Occasionally, depending on her mood, the bunnies get banished to the end of the bed for a 'timeout.' Sometimes B reads to them. (Every story begins the same way: "One day....") Sometimes she will push them around the house in her stroller. They have also been known to get 'bobos' and require medical treatment--everything from vaccinations to bandages. The bunnies often require kisses and hugs at bedtime. And, they always need to be tucked in with a blanket, just like B.

Last night, the bunnies weren't working. Or so, B said. Just before her bedtime story, she threw both bunnies down on the ground and looked at her father and I with a petulant pout. "Bunnies not working!" She said, crossing her arms. We laughed. What else could we do?

I asked her to explain to me why they weren't working. She just repeated her statement, feeling it unnecessary to detail the inner workings of Bunny's bedtime power. I rubbed the bunnies' ears to my nose in an attempt to convince her they were both as soft and gentle as the day they were brought home. Both seemed to be in good working order. Daddy even tried the nose thing, but B was adamant. They weren't working. She only acquiesced when Daddy said that if she wasn't going to sleep with the bunnies, he would because the bunnies were certainly helping him fall asleep!

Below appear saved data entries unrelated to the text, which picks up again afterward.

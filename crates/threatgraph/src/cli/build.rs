use std::path::Path;

use anyhow::{Context, Result};

use threatgraph_core::{export, MatchMode, Pipeline, StatsReporter};

pub fn run(input: &Path, out_dir: &Path, word_boundary: bool) -> Result<()> {
    let mode = if word_boundary {
        MatchMode::WordBoundary
    } else {
        MatchMode::Substring
    };

    let pipeline = Pipeline::new()
        .context("compiling builtin rules")?
        .with_match_mode(mode);

    let output = pipeline
        .run_path(input)
        .with_context(|| format!("reading corpus from {}", input.display()))?;

    for doc in &output.corpus.documents {
        let mentions = output
            .mentions
            .iter()
            .filter(|m| m.row_id == doc.row_id)
            .count();
        eprintln!("  [{}] {}: {} entities", doc.row_id, doc.group_name, mentions);
    }

    std::fs::create_dir_all(out_dir)
        .with_context(|| format!("creating {}", out_dir.display()))?;

    export::write_entities_path(&out_dir.join("entities.csv"), &output.mentions)?;
    export::write_relations_path(&out_dir.join("relations.csv"), &output.triples)?;
    export::write_graph_path(&out_dir.join("graph.json"), &output.graph)?;

    let summary = StatsReporter::group_label_matrix(&output.mentions);
    export::write_summary_path(&out_dir.join("summary.csv"), &summary)?;

    eprintln!(
        "Built graph: {} documents, {} mentions, {} relations, {} nodes, {} edges ({} ms)",
        output.stats.documents,
        output.stats.mentions,
        output.stats.triples,
        output.stats.nodes,
        output.stats.edges,
        output.stats.duration_ms
    );
    eprintln!("Outputs written to {}", out_dir.display());

    Ok(())
}
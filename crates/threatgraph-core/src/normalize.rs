/// Surface-variant aliases mapped to one canonical spelling. Applied to the
/// whole cleaned string, not to substrings.
const ALIASES: &[(&str, &str)] = &[
    ("telecoms", "telecommunications"),
    ("telecom", "telecommunications"),
    ("crypto", "cryptocurrency"),
    ("biotech", "biotechnology"),
    ("tech", "technology"),
    ("u.s.", "united states"),
    ("vietnamese", "vietnam"),
    ("russian", "russia"),
    ("chinese", "china"),
    ("iranian", "iran"),
    ("north korean", "north korea"),
    ("south korean", "south korea"),
    ("european", "europe"),
];

/// Canonicalize an entity's surface text into its comparison key.
///
/// Lower-cases, collapses whitespace runs, strips characters outside the
/// allow-list (word characters, space, dot, hyphen), then resolves known
/// aliases. Idempotent: normalizing an already-normalized string is a no-op.
#[must_use]
pub fn normalize(text: &str) -> String {
    let lowered = text.to_lowercase();

    let mut cleaned = String::with_capacity(lowered.len());
    let mut pending_space = false;
    for ch in lowered.trim().chars() {
        if ch.is_whitespace() {
            pending_space = true;
            continue;
        }
        if !(ch.is_alphanumeric() || ch == '_' || ch == '.' || ch == '-') {
            continue;
        }
        if pending_space && !cleaned.is_empty() {
            cleaned.push(' ');
        }
        pending_space = false;
        cleaned.push(ch);
    }

    for (variant, canonical) in ALIASES {
        if cleaned == *variant {
            return (*canonical).to_string();
        }
    }

    cleaned
}
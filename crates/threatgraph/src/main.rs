use anyhow::Result;
use clap::Parser;

mod cli;

use cli::{Cli, Commands};

fn main() -> Result<()> {
    tracing_subscriber::fmt()
        .with_env_filter(tracing_subscriber::EnvFilter::from_default_env())
        .with_writer(std::io::stderr)
        .init();

    let cli = Cli::parse();
    dispatch(cli.command)
}

fn dispatch(command: Commands) -> Result<()> {
    match command {
        Commands::Build {
            input,
            out_dir,
            word_boundary,
        } => cli::build::run(&input, &out_dir, word_boundary),
        Commands::Entities { input, output } => cli::entities::run(&input, &output),
        Commands::Relations {
            input,
            output,
            word_boundary,
        } => cli::relations::run(&input, &output, word_boundary),
        Commands::Stats { input, top } => cli::stats::run(&input, top),
    }
}
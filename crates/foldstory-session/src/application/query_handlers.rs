//! Query handlers for the session engine.
//!
//! Views are shaped by the viewer's role: observers see the full segment
//! history, while contributors see only the segment immediately preceding
//! the current turn. Once a session is over the full story is revealed to
//! contributors too — the reveal is the payoff of the game.

use chrono::{DateTime, Utc};
use serde::Serialize;

use foldstory_core::clock::Clock;
use foldstory_core::error::GameError;
use foldstory_core::repository::SessionRepository;

use crate::application::command_handlers;
use crate::domain::policy::EnginePolicy;
use crate::domain::session::{
    ContributorStatus, Segment, Session, SessionStatus, WordCountRange,
};

/// Read-only view of one session, shaped for a specific viewer.
///
/// Note: contributor tokens and the observer token are intentionally
/// absent — capability secrets never travel inside a view.
#[derive(Debug, Serialize)]
pub struct SessionView {
    /// The session identifier.
    pub session_id: String,
    /// Status as observed at read time (expiry derived, never written).
    pub status: SessionStatus,
    /// Roster capacity.
    pub max_contributors: usize,
    /// Word-count bounds for segments.
    pub word_count_range: WordCountRange,
    /// Creation timestamp.
    pub created_at: DateTime<Utc>,
    /// Last accepted mutation timestamp.
    pub last_activity_at: DateTime<Utc>,
    /// The rotation, in slot order.
    pub contributors: Vec<ContributorView>,
    /// Index of the slot whose turn is active.
    pub current_turn_index: usize,
    /// Contributor id of the active slot, while the session is active.
    pub current_contributor_id: Option<String>,
    /// Number of distinct early-termination votes.
    pub votes_to_end: usize,
    /// Total segments written so far.
    pub segment_count: usize,
    /// Visible segments per the viewer's role and the visibility rule.
    pub segments: Vec<SegmentView>,
}

/// One rotation slot as exposed in a view.
#[derive(Debug, Serialize)]
pub struct ContributorView {
    /// Stable contributor id.
    pub id: String,
    /// Rotation position.
    pub display_order: usize,
    /// Participation status.
    pub status: ContributorStatus,
    /// True for the viewing contributor's own slot.
    pub is_you: bool,
}

/// One segment as exposed in a view.
///
/// Note: `visible_preceding_segment_id` is intentionally omitted; which
/// segment an author was shown is internal bookkeeping.
#[derive(Debug, Serialize)]
pub struct SegmentView {
    /// Segment identifier.
    pub id: String,
    /// The contributor who wrote it.
    pub author_contributor_id: String,
    /// The turn pointer value at submission.
    pub turn_index_at_submission: usize,
    /// The text itself.
    pub text: String,
    /// When it was submitted.
    pub submitted_at: DateTime<Utc>,
}

fn segment_view(segment: &Segment) -> SegmentView {
    SegmentView {
        id: segment.id.clone(),
        author_contributor_id: segment.author_contributor_id.clone(),
        turn_index_at_submission: segment.turn_index_at_submission,
        text: segment.text.clone(),
        submitted_at: segment.submitted_at,
    }
}

fn build_view(
    session: &Session,
    viewer_slot: Option<usize>,
    segments: Vec<SegmentView>,
    now: DateTime<Utc>,
    policy: &EnginePolicy,
) -> SessionView {
    let status = session.effective_status(now, policy);
    let current_contributor_id = if status == SessionStatus::Active {
        session
            .contributor_order
            .get(session.current_turn_index)
            .map(|c| c.id.clone())
    } else {
        None
    };

    SessionView {
        session_id: session.id.clone(),
        status,
        max_contributors: session.max_contributors,
        word_count_range: session.word_count_range,
        created_at: session.created_at,
        last_activity_at: session.last_activity_at,
        contributors: session
            .contributor_order
            .iter()
            .enumerate()
            .map(|(slot, c)| ContributorView {
                id: c.id.clone(),
                display_order: c.display_order,
                status: c.status,
                is_you: viewer_slot == Some(slot),
            })
            .collect(),
        current_turn_index: session.current_turn_index,
        current_contributor_id,
        votes_to_end: session.votes_to_end.len(),
        segment_count: session.segments.len(),
        segments,
    }
}

/// Builds the view a contributor is allowed to see.
///
/// While the session runs, only the immediately preceding segment is
/// visible (unless policy reveals history). Terminal sessions reveal the
/// whole story.
#[must_use]
pub fn contributor_view(
    session: &Session,
    viewer_slot: usize,
    now: DateTime<Utc>,
    policy: &EnginePolicy,
) -> SessionView {
    let status = session.effective_status(now, policy);
    let segments: Vec<SegmentView> =
        if policy.reveal_history_to_contributors || status.is_terminal() {
            session.segments.iter().map(segment_view).collect()
        } else {
            session.segments.last().map(segment_view).into_iter().collect()
        };
    build_view(session, Some(viewer_slot), segments, now, policy)
}

/// Builds the full-history view for an observer.
#[must_use]
pub fn observer_view(session: &Session, now: DateTime<Utc>, policy: &EnginePolicy) -> SessionView {
    let segments = session.segments.iter().map(segment_view).collect();
    build_view(session, None, segments, now, policy)
}

/// Retrieves the state of a session, shaped for the presented token.
///
/// # Errors
///
/// Returns `GameError::SessionNotFound` for an unknown id and
/// `GameError::InvalidToken` when the token is neither the observer token
/// nor any contributor's.
pub async fn get_session_state(
    session_id: &str,
    viewer_token: &str,
    clock: &dyn Clock,
    repo: &dyn SessionRepository,
    policy: &EnginePolicy,
) -> Result<SessionView, GameError> {
    let record = repo
        .load(session_id)
        .await?
        .ok_or_else(|| GameError::SessionNotFound(session_id.to_owned()))?;
    let session = command_handlers::decode(&record)?;
    let now = clock.now();

    if viewer_token == session.observer_token {
        return Ok(observer_view(&session, now, policy));
    }
    let slot = session.contributor_by_token(viewer_token)?;
    Ok(contributor_view(&session, slot, now, policy))
}
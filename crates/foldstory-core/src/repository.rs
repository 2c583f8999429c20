//! Session storage abstraction.
//!
//! The engine persists whole session records keyed by session id. Any
//! backing store that can do an atomic insert and a version-checked
//! replace satisfies this trait; the engine contains no other storage
//! assumptions.

use async_trait::async_trait;
use chrono::{DateTime, Utc};

use crate::error::GameError;

/// Stored representation of one session.
///
/// The payload is opaque JSON at this layer; the session crate owns its
/// shape. `version` increments by one on every successful update.
#[derive(Debug, Clone)]
pub struct SessionRecord {
    /// Session identifier (the link-visible short id).
    pub session_id: String,
    /// Optimistic concurrency version.
    pub version: i64,
    /// Serialized session state.
    pub state: serde_json::Value,
    /// Timestamp of the last successful write.
    pub updated_at: DateTime<Utc>,
}

/// Repository trait for loading and storing session records.
#[async_trait]
pub trait SessionRepository: Send + Sync {
    /// Load the record for a session, or `None` if the id is unknown.
    ///
    /// A load must observe a fully-applied record: implementations may not
    /// expose a session mid-update.
    async fn load(&self, session_id: &str) -> Result<Option<SessionRecord>, GameError>;

    /// Insert a brand-new record.
    ///
    /// Fails with `GameError::IdCollision` if the id is already taken, so
    /// the id-allocation loop can retry with a fresh id.
    async fn insert(&self, record: SessionRecord) -> Result<(), GameError>;

    /// Replace an existing record if and only if its current version equals
    /// `expected_version`.
    ///
    /// Fails with `GameError::VersionConflict` when another writer got
    /// there first, and `GameError::SessionNotFound` if the record
    /// disappeared.
    async fn update(
        &self,
        expected_version: i64,
        record: SessionRecord,
    ) -> Result<(), GameError>;
}
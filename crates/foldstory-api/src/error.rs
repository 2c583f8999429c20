//! Foldstory — API error types.

use axum::Json;
use axum::http::StatusCode;
use axum::response::{IntoResponse, Response};
use foldstory_core::error::GameError;
use serde::Serialize;
use thiserror::Error;

/// Startup and runtime errors for the API server.
#[derive(Debug, Error)]
pub enum AppError {
    /// A required environment variable is missing or invalid.
    #[error("configuration error: {0}")]
    Config(String),

    /// Network binding or I/O error.
    #[error("server error: {0}")]
    Server(#[from] std::io::Error),
}

/// JSON body returned for error responses.
#[derive(Debug, Serialize)]
pub struct ErrorBody {
    /// Machine-readable error code.
    pub error: &'static str,
    /// Human-readable error message.
    pub message: String,
}

/// HTTP-layer wrapper around `GameError` that implements `IntoResponse`.
#[derive(Debug)]
pub struct ApiError(pub GameError);

impl From<GameError> for ApiError {
    fn from(err: GameError) -> Self {
        Self(err)
    }
}

impl IntoResponse for ApiError {
    fn into_response(self) -> Response {
        let (status, error_code) = match &self.0 {
            GameError::InvalidConfiguration(_) => {
                (StatusCode::BAD_REQUEST, "invalid_configuration")
            }
            GameError::SessionNotFound(_) => (StatusCode::NOT_FOUND, "session_not_found"),
            GameError::SessionFull(_) => (StatusCode::CONFLICT, "session_full"),
            GameError::SessionNotJoinable { .. } => (StatusCode::CONFLICT, "session_not_joinable"),
            GameError::SessionNotActive { .. } => (StatusCode::CONFLICT, "session_not_active"),
            GameError::NotYourTurn => (StatusCode::FORBIDDEN, "not_your_turn"),
            GameError::InvalidToken => (StatusCode::FORBIDDEN, "invalid_token"),
            GameError::WordCountOutOfRange { .. } => {
                (StatusCode::UNPROCESSABLE_ENTITY, "word_count_out_of_range")
            }
            GameError::VersionConflict { .. } => {
                (StatusCode::SERVICE_UNAVAILABLE, "version_conflict")
            }
            GameError::IdCollision(_) | GameError::Infrastructure(_) => {
                (StatusCode::INTERNAL_SERVER_ERROR, "infrastructure_error")
            }
        };

        let body = ErrorBody {
            error: error_code,
            message: self.0.to_string(),
        };

        (status, Json(body)).into_response()
    }
}

#[cfg(test)]
mod tests {
    use super::*;
    use axum::http::StatusCode;

    fn status_of(err: GameError) -> StatusCode {
        let response = ApiError(err).into_response();
        response.status()
    }

    #[test]
    fn test_invalid_configuration_maps_to_400() {
        assert_eq!(
            status_of(GameError::InvalidConfiguration("bad bounds".into())),
            StatusCode::BAD_REQUEST
        );
    }

    #[test]
    fn test_session_not_found_maps_to_404() {
        assert_eq!(
            status_of(GameError::SessionNotFound("abc12345".into())),
            StatusCode::NOT_FOUND
        );
    }

    #[test]
    fn test_roster_and_status_errors_map_to_409() {
        assert_eq!(
            status_of(GameError::SessionFull("abc12345".into())),
            StatusCode::CONFLICT
        );
        assert_eq!(
            status_of(GameError::SessionNotJoinable {
                session_id: "abc12345".into(),
                reason: "status is completed".into(),
            }),
            StatusCode::CONFLICT
        );
        assert_eq!(
            status_of(GameError::SessionNotActive {
                session_id: "abc12345".into(),
                status: "expired".into(),
            }),
            StatusCode::CONFLICT
        );
    }

    #[test]
    fn test_token_and_turn_errors_map_to_403() {
        assert_eq!(status_of(GameError::NotYourTurn), StatusCode::FORBIDDEN);
        assert_eq!(status_of(GameError::InvalidToken), StatusCode::FORBIDDEN);
    }

    #[test]
    fn test_word_count_maps_to_422() {
        assert_eq!(
            status_of(GameError::WordCountOutOfRange {
                min: 10,
                max: 200,
                actual: 9,
            }),
            StatusCode::UNPROCESSABLE_ENTITY
        );
    }

    #[test]
    fn test_version_conflict_maps_to_503() {
        assert_eq!(
            status_of(GameError::VersionConflict {
                session_id: "abc12345".into(),
                expected: 1,
                actual: 2,
            }),
            StatusCode::SERVICE_UNAVAILABLE
        );
    }

    #[test]
    fn test_internal_errors_map_to_500() {
        assert_eq!(
            status_of(GameError::IdCollision("abc12345".into())),
            StatusCode::INTERNAL_SERVER_ERROR
        );
        assert_eq!(
            status_of(GameError::Infrastructure("store down".into())),
            StatusCode::INTERNAL_SERVER_ERROR
        );
    }
}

Upset with one bunny in particular (and he was the older of the pair, so perhaps whatever magical property he contained has since been used up?!), she banished him to the other pillow.

This morning, she awoke, cheerful and smiling, with both bunnies clutched tightly to her chest. While I was doing her hair, I asked her about her bunnies and whether or not they had both been fixed during the night. Holding both of them in her arms, she pointed to the newer, pinker one:

"This one is working--" she said, and then shook the older, rattier one.
"--this one is not." She gave me a pointed look. She hadn't forgotten.

I guess I need to make another trip to WalMart.